■ **WHAT YOU NEED TO DO**
Each line of the data has to be retyped exactly as it is.

┏━━

use chrono::{DateTime, Utc};
use podlog_engine::format::format_error_summary;

use super::{CliError, Settings};

pub async fn run(
    settings: &Settings,
    since: DateTime<Utc>,
    service: Option<String>,
    top: usize,
    json: bool,
) -> Result<(), CliError> {
    let analyzer = super::cluster_analyzer(settings.load()?);
    let cancel = super::cancel_on_ctrl_c();

    let analysis = analyzer
        .analyze_errors(since, service.as_deref(), &cancel)
        .await?;

    if json {
        println!("{}", serde_json::to_string_pretty(&analysis)?);
        return Ok(());
    }

    if analysis.total_errors == 0 {
        println!(
            "[podlog] No errors since {} ({} pods analyzed)",
            since.format("%Y-%m-%d %H:%M:%S UTC"),
            analysis.pods_analyzed.len()
        );
        return Ok(());
    }

    print!("{}", format_error_summary(&analysis, top));
    Ok(())
}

┗━━

■ **WRITTEN ANSWER**
use chrono::{DateTime, Utc};
use podlog_engine::format::format_error_summary;

use super::{CliError, Settings};

pub async fn run(
    settings: &Settings,
    since: DateTime<Utc>,
    service: Option<String>,
    top: usize,
    json: bool,
) -> Result<(), CliError> {
    let analyzer = super::cluster_analyzer(settings.load()?);
    let cancel = super::cancel_on_ctrl_c();

    let analysis = analyzer
        .analyze_errors(since, service.as_deref(), &cancel)
        .await?;

    if json {
        println!("{}", serde_json::to_string_pretty(&analysis)?);
        return Ok(());
    }

    if analysis.total_errors == 0 {
        println!(
            "[podlog] No errors since {} ({} pods analyzed)",
            since.format("%Y-%m-%d %H:%M:%S UTC"),
            analysis.pods_analyzed.len()
        );
        return Ok(());
    }

    print!("{}", format_error_summary(&analysis, top));
    Ok(())
}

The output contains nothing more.